Saved data entries

++++++

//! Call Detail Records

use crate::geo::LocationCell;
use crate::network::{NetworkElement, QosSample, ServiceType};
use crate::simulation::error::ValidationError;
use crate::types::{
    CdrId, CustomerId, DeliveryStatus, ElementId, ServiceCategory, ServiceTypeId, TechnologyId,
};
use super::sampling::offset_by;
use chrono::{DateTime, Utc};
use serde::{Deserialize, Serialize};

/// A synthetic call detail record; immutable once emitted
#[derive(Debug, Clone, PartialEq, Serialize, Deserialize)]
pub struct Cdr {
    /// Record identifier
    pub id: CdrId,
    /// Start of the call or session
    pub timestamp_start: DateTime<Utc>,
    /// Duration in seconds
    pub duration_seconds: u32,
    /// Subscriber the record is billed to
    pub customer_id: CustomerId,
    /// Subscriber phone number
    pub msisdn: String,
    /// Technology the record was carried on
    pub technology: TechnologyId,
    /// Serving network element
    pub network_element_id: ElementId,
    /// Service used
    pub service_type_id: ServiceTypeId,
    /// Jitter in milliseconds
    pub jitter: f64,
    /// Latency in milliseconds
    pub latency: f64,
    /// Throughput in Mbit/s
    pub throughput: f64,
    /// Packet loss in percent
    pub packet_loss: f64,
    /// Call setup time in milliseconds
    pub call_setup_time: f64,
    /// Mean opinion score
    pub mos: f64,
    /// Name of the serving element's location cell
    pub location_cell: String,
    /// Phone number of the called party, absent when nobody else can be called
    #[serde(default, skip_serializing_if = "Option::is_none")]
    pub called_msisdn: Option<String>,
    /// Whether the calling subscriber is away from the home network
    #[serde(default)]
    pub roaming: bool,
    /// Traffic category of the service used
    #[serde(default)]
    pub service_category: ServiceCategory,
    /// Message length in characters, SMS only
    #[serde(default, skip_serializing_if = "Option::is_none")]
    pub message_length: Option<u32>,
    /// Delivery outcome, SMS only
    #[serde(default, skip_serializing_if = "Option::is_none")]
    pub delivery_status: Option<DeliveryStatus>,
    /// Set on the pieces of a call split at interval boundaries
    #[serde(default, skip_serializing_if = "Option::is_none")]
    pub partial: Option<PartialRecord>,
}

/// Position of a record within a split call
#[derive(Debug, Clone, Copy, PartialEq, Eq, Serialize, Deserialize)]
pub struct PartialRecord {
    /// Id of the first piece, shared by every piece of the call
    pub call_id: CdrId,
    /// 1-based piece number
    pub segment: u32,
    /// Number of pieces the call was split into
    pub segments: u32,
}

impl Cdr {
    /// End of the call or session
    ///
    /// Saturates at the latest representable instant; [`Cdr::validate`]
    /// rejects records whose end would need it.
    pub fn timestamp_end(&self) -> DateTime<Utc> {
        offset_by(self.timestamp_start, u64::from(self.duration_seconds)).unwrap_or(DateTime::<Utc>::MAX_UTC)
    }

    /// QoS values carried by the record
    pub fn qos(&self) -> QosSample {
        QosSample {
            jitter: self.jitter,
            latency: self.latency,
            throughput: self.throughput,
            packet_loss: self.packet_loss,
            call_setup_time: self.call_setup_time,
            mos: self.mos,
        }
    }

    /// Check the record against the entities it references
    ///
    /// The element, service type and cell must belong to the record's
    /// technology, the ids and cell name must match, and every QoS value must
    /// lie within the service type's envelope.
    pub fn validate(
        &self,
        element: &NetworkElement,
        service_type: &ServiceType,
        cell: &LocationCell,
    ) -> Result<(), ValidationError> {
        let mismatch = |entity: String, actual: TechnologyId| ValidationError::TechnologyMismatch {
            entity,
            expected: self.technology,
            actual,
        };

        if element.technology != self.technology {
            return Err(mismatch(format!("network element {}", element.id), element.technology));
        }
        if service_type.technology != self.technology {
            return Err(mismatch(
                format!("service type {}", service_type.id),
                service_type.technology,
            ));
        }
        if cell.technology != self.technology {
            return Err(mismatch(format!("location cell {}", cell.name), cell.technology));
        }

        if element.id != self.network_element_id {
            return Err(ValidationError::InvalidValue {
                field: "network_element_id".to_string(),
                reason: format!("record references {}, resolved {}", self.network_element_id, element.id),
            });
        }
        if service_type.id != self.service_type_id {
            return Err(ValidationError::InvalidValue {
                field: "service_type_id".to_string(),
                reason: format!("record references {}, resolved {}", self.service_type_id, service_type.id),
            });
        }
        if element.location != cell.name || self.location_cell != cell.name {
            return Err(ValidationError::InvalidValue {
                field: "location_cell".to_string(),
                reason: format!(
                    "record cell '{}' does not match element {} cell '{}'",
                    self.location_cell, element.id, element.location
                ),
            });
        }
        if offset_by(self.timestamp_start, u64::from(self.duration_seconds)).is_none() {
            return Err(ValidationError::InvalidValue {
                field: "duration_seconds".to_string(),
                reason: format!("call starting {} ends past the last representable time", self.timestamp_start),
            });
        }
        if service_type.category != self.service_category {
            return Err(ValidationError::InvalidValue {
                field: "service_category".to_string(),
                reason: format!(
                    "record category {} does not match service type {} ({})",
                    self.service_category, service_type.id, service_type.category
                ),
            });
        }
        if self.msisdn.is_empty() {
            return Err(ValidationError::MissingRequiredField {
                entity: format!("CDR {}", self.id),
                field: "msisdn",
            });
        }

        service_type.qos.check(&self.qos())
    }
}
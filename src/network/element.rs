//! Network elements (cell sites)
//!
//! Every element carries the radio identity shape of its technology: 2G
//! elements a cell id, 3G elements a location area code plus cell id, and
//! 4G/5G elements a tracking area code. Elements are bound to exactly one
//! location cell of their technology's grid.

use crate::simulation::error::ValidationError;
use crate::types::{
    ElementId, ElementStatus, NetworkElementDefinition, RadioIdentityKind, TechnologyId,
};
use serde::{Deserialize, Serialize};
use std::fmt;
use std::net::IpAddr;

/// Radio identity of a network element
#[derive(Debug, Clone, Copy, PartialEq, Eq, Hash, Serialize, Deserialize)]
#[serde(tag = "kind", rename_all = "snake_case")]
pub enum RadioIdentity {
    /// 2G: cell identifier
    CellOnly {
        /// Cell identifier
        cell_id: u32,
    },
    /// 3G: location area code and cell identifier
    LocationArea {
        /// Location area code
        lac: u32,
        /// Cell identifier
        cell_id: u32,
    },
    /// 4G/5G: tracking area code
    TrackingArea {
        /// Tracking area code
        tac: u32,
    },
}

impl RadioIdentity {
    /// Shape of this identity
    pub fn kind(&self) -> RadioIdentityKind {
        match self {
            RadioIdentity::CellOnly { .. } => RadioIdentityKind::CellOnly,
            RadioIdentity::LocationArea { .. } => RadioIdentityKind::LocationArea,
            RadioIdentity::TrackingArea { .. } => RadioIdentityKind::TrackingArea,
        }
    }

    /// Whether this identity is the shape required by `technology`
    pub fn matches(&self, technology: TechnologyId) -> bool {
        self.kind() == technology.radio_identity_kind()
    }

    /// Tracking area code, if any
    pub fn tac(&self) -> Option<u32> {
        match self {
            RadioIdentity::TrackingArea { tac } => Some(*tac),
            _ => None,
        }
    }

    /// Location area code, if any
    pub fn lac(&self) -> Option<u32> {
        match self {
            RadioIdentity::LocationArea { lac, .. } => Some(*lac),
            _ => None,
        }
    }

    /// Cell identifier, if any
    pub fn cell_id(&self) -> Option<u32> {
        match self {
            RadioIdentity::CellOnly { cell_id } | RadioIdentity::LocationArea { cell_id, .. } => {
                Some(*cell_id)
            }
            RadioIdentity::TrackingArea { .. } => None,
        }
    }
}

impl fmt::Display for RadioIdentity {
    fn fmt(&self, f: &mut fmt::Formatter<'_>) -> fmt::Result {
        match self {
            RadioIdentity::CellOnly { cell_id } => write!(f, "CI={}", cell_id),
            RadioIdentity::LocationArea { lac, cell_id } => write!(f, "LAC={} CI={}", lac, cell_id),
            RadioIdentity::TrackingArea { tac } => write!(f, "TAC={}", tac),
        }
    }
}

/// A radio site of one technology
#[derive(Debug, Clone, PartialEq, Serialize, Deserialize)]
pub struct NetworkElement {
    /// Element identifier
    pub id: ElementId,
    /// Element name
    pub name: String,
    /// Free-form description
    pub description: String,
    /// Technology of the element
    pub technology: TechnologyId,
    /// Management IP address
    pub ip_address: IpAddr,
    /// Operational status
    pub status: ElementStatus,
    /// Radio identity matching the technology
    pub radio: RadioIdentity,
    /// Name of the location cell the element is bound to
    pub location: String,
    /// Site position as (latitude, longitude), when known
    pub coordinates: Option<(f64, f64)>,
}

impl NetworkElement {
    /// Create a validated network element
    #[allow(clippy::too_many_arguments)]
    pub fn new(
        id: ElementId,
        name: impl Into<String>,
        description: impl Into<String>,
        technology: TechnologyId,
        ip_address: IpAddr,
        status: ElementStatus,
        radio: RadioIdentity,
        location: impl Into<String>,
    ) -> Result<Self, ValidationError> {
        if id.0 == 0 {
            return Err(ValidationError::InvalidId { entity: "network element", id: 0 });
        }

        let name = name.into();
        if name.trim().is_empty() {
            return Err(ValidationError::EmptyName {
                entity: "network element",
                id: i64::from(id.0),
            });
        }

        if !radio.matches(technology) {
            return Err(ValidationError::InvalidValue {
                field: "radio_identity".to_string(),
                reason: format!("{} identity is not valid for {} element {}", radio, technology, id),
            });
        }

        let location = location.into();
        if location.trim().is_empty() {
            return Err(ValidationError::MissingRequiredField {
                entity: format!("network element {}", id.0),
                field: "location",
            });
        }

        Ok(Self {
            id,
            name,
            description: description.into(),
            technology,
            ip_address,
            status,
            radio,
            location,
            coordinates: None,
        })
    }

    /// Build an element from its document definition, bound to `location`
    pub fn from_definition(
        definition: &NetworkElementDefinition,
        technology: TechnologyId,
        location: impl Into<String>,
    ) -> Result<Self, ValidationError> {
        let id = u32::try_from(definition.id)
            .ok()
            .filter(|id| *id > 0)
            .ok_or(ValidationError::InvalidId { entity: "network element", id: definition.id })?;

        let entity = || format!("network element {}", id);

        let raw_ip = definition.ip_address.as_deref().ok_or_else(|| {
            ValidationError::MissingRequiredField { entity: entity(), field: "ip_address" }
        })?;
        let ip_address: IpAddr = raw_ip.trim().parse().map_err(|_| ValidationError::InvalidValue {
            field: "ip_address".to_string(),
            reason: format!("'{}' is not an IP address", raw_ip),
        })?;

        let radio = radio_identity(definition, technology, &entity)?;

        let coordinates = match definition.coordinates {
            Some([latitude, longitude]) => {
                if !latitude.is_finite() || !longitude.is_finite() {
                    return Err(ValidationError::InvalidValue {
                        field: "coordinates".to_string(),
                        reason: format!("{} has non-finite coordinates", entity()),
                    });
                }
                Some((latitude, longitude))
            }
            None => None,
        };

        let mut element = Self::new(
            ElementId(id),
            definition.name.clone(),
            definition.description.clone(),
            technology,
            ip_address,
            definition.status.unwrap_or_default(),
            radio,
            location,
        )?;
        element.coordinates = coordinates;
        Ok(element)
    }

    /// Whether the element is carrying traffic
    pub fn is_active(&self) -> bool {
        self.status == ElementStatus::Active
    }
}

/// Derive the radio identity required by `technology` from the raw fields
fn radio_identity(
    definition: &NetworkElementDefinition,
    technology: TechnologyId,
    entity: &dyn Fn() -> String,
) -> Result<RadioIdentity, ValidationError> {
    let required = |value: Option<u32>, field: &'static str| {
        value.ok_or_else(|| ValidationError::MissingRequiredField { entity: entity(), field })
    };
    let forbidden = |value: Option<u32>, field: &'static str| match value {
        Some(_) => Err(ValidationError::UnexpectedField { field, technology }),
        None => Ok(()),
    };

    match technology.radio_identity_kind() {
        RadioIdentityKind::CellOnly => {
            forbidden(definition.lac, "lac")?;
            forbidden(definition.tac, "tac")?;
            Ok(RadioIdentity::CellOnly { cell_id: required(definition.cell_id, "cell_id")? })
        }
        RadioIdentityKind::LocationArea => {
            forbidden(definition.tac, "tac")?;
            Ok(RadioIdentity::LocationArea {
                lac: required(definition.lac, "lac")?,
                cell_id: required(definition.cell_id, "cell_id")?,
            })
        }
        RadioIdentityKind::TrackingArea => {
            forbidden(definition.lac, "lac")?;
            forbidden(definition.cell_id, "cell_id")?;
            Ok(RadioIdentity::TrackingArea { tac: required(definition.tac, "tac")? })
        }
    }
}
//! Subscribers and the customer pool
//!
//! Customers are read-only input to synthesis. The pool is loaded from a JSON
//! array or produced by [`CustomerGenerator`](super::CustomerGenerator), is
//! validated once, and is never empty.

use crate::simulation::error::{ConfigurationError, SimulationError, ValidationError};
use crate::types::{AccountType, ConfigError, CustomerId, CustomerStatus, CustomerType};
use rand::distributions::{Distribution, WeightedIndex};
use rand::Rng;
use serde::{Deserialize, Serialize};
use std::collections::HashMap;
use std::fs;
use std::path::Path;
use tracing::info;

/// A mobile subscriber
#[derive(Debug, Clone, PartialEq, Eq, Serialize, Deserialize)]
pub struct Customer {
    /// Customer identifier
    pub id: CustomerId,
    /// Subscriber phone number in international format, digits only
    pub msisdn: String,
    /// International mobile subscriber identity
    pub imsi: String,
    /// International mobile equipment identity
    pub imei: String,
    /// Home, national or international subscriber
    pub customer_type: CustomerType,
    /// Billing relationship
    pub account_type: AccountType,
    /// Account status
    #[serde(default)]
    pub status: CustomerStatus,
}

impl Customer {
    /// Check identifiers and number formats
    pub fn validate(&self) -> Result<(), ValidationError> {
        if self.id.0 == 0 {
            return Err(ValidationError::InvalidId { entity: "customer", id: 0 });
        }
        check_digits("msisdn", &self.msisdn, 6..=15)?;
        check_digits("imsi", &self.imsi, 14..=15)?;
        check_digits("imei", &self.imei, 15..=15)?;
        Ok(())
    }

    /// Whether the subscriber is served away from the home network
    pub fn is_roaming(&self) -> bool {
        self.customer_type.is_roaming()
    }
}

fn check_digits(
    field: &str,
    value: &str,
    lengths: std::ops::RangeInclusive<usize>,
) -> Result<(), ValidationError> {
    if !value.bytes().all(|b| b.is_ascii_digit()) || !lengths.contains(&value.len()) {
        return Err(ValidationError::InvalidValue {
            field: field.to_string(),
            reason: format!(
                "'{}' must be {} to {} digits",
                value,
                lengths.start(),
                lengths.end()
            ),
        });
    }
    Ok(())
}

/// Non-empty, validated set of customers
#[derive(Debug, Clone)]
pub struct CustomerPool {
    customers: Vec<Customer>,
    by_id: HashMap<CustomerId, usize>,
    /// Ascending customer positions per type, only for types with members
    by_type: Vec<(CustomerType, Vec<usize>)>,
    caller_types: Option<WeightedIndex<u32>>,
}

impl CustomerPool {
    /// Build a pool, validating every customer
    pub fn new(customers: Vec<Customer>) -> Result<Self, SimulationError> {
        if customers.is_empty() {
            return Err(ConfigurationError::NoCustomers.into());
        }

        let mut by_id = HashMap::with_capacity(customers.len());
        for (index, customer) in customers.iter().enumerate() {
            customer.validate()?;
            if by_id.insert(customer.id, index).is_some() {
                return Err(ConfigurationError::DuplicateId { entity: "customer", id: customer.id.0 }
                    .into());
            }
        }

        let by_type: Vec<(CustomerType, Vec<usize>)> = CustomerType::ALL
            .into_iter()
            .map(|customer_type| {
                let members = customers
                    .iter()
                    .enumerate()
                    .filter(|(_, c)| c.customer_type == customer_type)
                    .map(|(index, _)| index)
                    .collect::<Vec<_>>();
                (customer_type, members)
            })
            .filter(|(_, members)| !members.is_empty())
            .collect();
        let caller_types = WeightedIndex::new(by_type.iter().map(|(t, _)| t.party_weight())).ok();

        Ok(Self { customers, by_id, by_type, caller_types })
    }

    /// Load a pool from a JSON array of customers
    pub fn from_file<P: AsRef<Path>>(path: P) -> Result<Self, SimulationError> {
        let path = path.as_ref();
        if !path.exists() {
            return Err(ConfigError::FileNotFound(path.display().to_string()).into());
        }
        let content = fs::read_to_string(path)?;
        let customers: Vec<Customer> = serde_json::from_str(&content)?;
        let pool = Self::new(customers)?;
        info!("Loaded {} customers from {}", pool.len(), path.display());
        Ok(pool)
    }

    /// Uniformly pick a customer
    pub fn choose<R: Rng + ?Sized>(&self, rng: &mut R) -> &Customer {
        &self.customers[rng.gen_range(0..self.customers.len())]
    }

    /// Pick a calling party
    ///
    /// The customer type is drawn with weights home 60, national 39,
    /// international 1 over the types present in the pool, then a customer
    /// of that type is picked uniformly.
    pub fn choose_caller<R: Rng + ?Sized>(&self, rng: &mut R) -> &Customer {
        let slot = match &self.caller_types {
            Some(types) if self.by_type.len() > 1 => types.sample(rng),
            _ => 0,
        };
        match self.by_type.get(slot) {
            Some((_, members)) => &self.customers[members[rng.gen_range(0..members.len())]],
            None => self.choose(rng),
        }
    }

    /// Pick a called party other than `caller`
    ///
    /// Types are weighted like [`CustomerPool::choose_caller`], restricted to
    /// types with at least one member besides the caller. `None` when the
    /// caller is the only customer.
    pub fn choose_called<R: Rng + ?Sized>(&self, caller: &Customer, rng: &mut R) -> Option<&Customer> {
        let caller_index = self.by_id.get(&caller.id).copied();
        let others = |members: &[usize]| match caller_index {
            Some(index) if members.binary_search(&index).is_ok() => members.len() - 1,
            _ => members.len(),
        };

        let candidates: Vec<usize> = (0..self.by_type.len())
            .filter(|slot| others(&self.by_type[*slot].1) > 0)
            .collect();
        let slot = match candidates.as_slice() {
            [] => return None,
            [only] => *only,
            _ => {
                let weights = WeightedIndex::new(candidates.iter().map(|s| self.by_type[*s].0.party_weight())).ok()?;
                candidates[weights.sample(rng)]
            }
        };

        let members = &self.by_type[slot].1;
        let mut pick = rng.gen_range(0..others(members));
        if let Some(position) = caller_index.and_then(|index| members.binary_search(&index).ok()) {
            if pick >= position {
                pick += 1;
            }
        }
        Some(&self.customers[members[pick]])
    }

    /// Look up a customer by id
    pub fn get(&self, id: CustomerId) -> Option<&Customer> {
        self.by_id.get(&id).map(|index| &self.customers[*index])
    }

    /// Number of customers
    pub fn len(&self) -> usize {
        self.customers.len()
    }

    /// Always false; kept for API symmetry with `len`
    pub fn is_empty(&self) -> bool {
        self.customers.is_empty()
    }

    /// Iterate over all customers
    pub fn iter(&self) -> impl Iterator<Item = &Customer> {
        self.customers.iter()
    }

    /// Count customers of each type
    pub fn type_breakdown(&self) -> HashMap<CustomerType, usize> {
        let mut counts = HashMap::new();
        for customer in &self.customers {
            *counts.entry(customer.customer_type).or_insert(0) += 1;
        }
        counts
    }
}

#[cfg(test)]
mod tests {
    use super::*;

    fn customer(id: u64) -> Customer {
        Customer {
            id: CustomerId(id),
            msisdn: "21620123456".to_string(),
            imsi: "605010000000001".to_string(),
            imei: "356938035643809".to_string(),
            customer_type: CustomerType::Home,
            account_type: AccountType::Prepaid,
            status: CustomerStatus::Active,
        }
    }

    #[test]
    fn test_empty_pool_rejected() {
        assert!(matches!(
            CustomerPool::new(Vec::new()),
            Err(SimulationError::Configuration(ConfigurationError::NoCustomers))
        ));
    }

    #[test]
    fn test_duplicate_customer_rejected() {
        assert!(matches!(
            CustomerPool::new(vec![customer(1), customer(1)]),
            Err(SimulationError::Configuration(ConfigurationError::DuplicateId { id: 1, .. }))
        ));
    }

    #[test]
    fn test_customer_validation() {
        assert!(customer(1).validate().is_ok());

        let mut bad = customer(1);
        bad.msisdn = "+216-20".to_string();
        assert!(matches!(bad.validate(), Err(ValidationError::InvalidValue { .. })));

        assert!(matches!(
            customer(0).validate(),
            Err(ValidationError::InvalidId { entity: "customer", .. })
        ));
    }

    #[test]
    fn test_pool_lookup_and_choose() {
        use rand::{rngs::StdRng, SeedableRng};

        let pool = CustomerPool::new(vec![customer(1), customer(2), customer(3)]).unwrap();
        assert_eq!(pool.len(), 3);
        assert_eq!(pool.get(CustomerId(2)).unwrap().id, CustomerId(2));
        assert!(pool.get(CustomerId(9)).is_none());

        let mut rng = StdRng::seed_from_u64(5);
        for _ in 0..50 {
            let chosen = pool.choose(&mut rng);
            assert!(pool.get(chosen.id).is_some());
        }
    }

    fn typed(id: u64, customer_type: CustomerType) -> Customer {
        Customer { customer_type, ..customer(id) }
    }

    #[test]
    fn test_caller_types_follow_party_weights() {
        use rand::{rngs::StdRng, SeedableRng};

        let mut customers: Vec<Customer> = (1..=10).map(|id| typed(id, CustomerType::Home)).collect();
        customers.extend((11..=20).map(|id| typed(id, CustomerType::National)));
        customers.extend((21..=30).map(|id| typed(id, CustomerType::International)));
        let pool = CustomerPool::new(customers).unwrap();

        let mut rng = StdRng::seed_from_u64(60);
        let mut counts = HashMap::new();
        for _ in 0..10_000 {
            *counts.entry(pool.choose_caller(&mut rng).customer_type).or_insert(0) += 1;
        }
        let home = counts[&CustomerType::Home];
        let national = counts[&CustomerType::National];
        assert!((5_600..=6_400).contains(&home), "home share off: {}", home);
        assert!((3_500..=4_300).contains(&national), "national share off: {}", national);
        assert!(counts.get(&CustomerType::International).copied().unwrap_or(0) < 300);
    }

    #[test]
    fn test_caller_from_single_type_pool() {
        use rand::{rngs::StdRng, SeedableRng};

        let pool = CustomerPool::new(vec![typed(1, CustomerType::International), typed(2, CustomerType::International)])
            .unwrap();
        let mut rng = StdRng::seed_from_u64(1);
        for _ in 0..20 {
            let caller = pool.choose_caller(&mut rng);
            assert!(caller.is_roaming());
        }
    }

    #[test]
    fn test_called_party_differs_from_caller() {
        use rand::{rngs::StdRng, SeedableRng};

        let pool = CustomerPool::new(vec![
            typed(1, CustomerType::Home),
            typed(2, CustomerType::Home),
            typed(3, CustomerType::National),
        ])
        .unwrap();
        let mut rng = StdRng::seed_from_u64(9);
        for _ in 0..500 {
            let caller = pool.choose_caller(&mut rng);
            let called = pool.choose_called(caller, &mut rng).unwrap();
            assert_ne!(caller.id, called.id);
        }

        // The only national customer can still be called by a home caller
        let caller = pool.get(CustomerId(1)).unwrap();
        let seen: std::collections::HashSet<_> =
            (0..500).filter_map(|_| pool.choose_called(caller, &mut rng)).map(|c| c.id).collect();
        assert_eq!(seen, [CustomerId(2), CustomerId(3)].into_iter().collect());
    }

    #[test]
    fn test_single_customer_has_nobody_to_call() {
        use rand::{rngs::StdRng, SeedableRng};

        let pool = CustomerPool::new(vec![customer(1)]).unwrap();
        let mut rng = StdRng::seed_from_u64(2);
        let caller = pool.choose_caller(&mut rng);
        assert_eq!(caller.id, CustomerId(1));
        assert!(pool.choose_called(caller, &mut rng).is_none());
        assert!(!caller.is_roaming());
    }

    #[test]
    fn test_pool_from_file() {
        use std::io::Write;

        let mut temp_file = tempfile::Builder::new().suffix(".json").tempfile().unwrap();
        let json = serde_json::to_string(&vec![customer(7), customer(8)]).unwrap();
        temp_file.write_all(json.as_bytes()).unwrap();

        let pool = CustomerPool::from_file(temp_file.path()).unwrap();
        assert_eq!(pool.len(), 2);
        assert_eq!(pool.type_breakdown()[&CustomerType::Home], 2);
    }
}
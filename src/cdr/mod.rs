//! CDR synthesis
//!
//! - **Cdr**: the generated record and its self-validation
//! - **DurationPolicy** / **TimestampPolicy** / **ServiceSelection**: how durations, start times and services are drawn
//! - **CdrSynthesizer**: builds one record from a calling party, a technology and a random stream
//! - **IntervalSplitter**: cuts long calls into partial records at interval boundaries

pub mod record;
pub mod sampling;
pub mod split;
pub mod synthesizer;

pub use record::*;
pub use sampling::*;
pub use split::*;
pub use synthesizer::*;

++++++

→ **WHAT TO WORK ON**: Up to and including the line with "use super::sampling::offset_by;", restate the records above word for word from the very first line.

→ **TASK SOLUTION**:
//! Call Detail Records

use crate::geo::LocationCell;
use crate::network::{NetworkElement, QosSample, ServiceType};
use crate::simulation::error::ValidationError;
use crate::types::{
    CdrId, CustomerId, DeliveryStatus, ElementId, ServiceCategory, ServiceTypeId, TechnologyId,
};
use super::sampling::offset_by;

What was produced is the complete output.